You are viewing a plain text version of this content. The canonical link for it is here.
Posted to dev@forrest.apache.org by David Crossley <cr...@indexgeo.com.au> on 2003/09/04 09:04:27 UTC
broken build when href=directory (Was: IHTML sample bug)
Juan Jose Pablos wrote:
> Upayavira wrote:
> >
> > Does the ihtml sample use the HTMLGenerator?
> >
> > Carsten has just fixed a CLI bug in the HTMLGenerator that prevented it
> > working without an HTTPEnvironment present. So if someone is able to
> > upgrade to CVS Cocoon and retest the IHTML sample, it might well work.
>
> I upgrade cocoon on my system, and that seems to fix this issue.
Great, but i think that this second thing is a different issue.

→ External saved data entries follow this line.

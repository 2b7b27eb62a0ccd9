// StreamSelector - maps a quality request onto concrete catalog streams
//
// Handles:
// - Easy tier: one progressive stream, exact resolution or highest available
// - Max tier: best video-only stream plus best audio-only stream
// - Audio-only: highest average bitrate
//
// All picks are pure functions over the snapshot's stream order. Ties go to
// the stream listed first by the catalog.

use serde::{Deserialize, Serialize};

use super::errors::SelectionError;
use super::models::{
    CatalogSnapshot, QualityRequest, QualitySelector, Resolution, Selection, SelectionResult,
    StreamDescriptor, StreamRole, Tier,
};

/// Resolutions available per tier, for display
#[derive(Debug, Clone, PartialEq, Eq, Serialize, Deserialize)]
pub struct QualityMenu {
    /// Distinct progressive resolutions, highest first
    pub progressive: Vec<Resolution>,
    /// Distinct video-only resolutions, highest first
    pub adaptive: Vec<Resolution>,
    pub audio_available: bool,
}

impl QualityMenu {
    pub fn from_snapshot(snapshot: &CatalogSnapshot) -> Self {
        Self {
            progressive: distinct_resolutions(&snapshot.streams, StreamRole::Progressive),
            adaptive: distinct_resolutions(&snapshot.streams, StreamRole::VideoOnly),
            audio_available: snapshot
                .streams
                .iter()
                .any(|s| s.role == StreamRole::AudioOnly),
        }
    }
}

fn distinct_resolutions(streams: &[StreamDescriptor], role: StreamRole) -> Vec<Resolution> {
    let mut resolutions: Vec<Resolution> = streams
        .iter()
        .filter(|s| s.role == role)
        .filter_map(|s| s.resolution)
        .collect();
    resolutions.sort_by(|a, b| b.cmp(a));
    resolutions.dedup();
    resolutions
}

pub struct StreamSelector;

impl StreamSelector {
    /// Resolve a request against a catalog snapshot
    pub fn select(
        snapshot: &CatalogSnapshot,
        request: &QualityRequest,
    ) -> Result<Selection, SelectionError> {
        let streams = &snapshot.streams;

        match (request.tier, request.selector) {
            (_, QualitySelector::AudioOnly) => {
                let audio = Self::find_best_audio(streams)?;
                Ok(Selection {
                    requested: *request,
                    result: SelectionResult::Single(audio.clone()),
                    effective_resolution: None,
                })
            }
            (Tier::Easy, QualitySelector::Resolution(wanted)) => {
                let stream = Self::find_progressive(streams, wanted)?;
                Ok(Selection {
                    requested: *request,
                    effective_resolution: stream.resolution,
                    result: SelectionResult::Single(stream.clone()),
                })
            }
            (Tier::Max, QualitySelector::Resolution(wanted)) => {
                let video = Self::find_video_only(streams, wanted)?;
                let audio = Self::find_best_audio(streams)?;
                Ok(Selection {
                    requested: *request,
                    effective_resolution: video.resolution,
                    result: SelectionResult::Pair {
                        video: video.clone(),
                        audio: audio.clone(),
                    },
                })
            }
        }
    }

    /// Exact progressive match, else the highest progressive; mp4 preferred among equals
    fn find_progressive(
        streams: &[StreamDescriptor],
        wanted: Resolution,
    ) -> Result<&StreamDescriptor, SelectionError> {
        let progressive = Self::with_role(streams, StreamRole::Progressive);

        let target = if progressive.iter().any(|s| s.resolution == Some(wanted)) {
            Some(wanted)
        } else {
            Self::highest_resolution(&progressive)
                .ok_or(SelectionError::NotFound(StreamRole::Progressive))?
                .resolution
        };

        let candidates: Vec<&StreamDescriptor> = progressive
            .into_iter()
            .filter(|s| s.resolution == target)
            .collect();

        candidates
            .iter()
            .find(|s| s.mime_subtype().as_deref() == Some("mp4"))
            .or_else(|| candidates.first())
            .copied()
            .ok_or(SelectionError::NotFound(StreamRole::Progressive))
    }

    /// Exact video-only match, else the highest video-only stream
    fn find_video_only(
        streams: &[StreamDescriptor],
        wanted: Resolution,
    ) -> Result<&StreamDescriptor, SelectionError> {
        let video = Self::with_role(streams, StreamRole::VideoOnly);

        if let Some(exact) = video.iter().find(|s| s.resolution == Some(wanted)) {
            return Ok(*exact);
        }

        Self::highest_resolution(&video).ok_or(SelectionError::NotFound(StreamRole::VideoOnly))
    }

    /// Audio-only stream with the highest average bitrate
    fn find_best_audio(streams: &[StreamDescriptor]) -> Result<&StreamDescriptor, SelectionError> {
        Self::with_role(streams, StreamRole::AudioOnly)
            .into_iter()
            .fold(None, |best: Option<&StreamDescriptor>, candidate| match best {
                Some(current) if candidate.abr_kbps.unwrap_or(0.0) <= current.abr_kbps.unwrap_or(0.0) => {
                    Some(current)
                }
                _ => Some(candidate),
            })
            .ok_or(SelectionError::NotFound(StreamRole::AudioOnly))
    }

    fn with_role(streams: &[StreamDescriptor], role: StreamRole) -> Vec<&StreamDescriptor> {
        streams.iter().filter(|s| s.role == role).collect()
    }

    // Unresolved streams rank below any resolved one; first wins on ties.
    fn highest_resolution<'a>(streams: &[&'a StreamDescriptor]) -> Option<&'a StreamDescriptor> {
        streams.iter().copied().fold(None, |best, candidate| match best {
            Some(current) if candidate.resolution <= current.resolution => Some(current),
            _ => Some(candidate),
        })
    }
}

Hence i changed the Subject line.
> But It
> change another behaviour, it expect an index.xml when you define:
>
> <samples label="Samples" href="samples/" tab="samples">
>
> X [0] samples/index.html BROKEN:
> /var/tmp/fs/build/tmp/context/content/xdocs/samples/index.xml (No such
> file or directory)
Yes i noticed this recent change too. One of our projects had
site.xml entries like Juan shows above, ending in a directory slash
with no explicit reference to index.html
It built fine and generated an index.html in the correct place
using the relevant index.xml source.
Recently that changed and i had to use explicit index.html hrefs.
--David
CLI: Handling links to directories (Re: broken build when href=directory)
Posted by Jeff Turner <je...@apache.org>.
(moving to dev@cocoon)
On Thu, Sep 04, 2003 at 12:24:48PM +0100, Upayavira wrote:
> Juan Jose Pablos wrote:
>
> >David Crossley wrote:
> >
> >>
> >>Yes i noticed this recent change too. One of our projects had
> >>site.xml entries like Juan shows above, ending in a directory slash
> >>with no explicit reference to index.html
> >>
> >
> >So is this the expect behaviour?, when there is a ending slash a
> >welcome.file "index.html" would be used?
> >
> >Cheers,
> >Cheche
>
> Don't entirely understand what you guys are discussing, but the CLI
> should, if it comes across a link ending in a slash, it should append
> 'index.html' to that. You can change the filename that is appended using
> the <default-filename/> node in the cli.xconf, but I believe it will
> default to 'index.html' if one is not specified (the actual default
> value comes from an entry in org.apache.cocoon.Constants).
>
> This behaviour should not have changed at all since the xconf format was
> first created.
Possibly it does append index.html, but it still breaks:
java.lang.NullPointerException
at org.apache.cocoon.environment.AbstractEnvironment.release(AbstractEnvironment.java:521)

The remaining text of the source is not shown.